• Problem details: Check every line below for the word "InvalidInput" and copy each one that has it.
▬▬▬▬▬▬▬▬▬▬
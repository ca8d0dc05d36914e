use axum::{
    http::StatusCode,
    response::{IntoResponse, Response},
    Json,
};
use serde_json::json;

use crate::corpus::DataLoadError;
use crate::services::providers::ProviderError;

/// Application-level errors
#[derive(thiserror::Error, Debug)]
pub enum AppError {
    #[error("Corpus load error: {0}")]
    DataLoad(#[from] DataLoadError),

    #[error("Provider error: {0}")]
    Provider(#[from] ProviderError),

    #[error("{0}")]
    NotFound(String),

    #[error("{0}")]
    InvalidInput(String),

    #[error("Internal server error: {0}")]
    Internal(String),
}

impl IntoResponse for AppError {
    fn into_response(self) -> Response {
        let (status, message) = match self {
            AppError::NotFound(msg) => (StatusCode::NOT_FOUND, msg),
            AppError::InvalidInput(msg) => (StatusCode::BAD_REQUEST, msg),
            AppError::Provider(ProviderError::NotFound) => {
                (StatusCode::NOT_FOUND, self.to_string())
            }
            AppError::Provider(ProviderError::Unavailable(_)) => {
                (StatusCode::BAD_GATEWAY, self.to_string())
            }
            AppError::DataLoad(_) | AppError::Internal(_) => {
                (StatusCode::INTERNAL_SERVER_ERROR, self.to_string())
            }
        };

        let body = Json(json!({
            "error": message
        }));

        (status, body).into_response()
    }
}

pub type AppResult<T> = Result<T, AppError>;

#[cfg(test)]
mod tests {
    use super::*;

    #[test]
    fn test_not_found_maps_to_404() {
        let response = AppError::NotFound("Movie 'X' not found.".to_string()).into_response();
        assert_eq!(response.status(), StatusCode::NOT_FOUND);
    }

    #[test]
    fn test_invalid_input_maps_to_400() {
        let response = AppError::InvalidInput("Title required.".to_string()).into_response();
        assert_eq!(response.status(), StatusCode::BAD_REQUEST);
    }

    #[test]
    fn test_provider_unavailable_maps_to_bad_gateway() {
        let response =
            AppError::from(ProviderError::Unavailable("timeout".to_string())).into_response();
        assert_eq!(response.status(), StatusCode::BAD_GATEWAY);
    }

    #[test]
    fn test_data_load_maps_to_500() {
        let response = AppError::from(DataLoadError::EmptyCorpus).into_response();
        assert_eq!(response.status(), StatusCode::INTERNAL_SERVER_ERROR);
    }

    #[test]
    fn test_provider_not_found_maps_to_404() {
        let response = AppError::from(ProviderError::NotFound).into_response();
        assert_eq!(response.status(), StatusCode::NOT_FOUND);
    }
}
▬▬▬▬▬▬▬▬▬▬
• Answer space:
    InvalidInput(String),
            AppError::InvalidInput(msg) => (StatusCode::BAD_REQUEST, msg),
        let response = AppError::InvalidInput("Title required.".to_string()).into_response();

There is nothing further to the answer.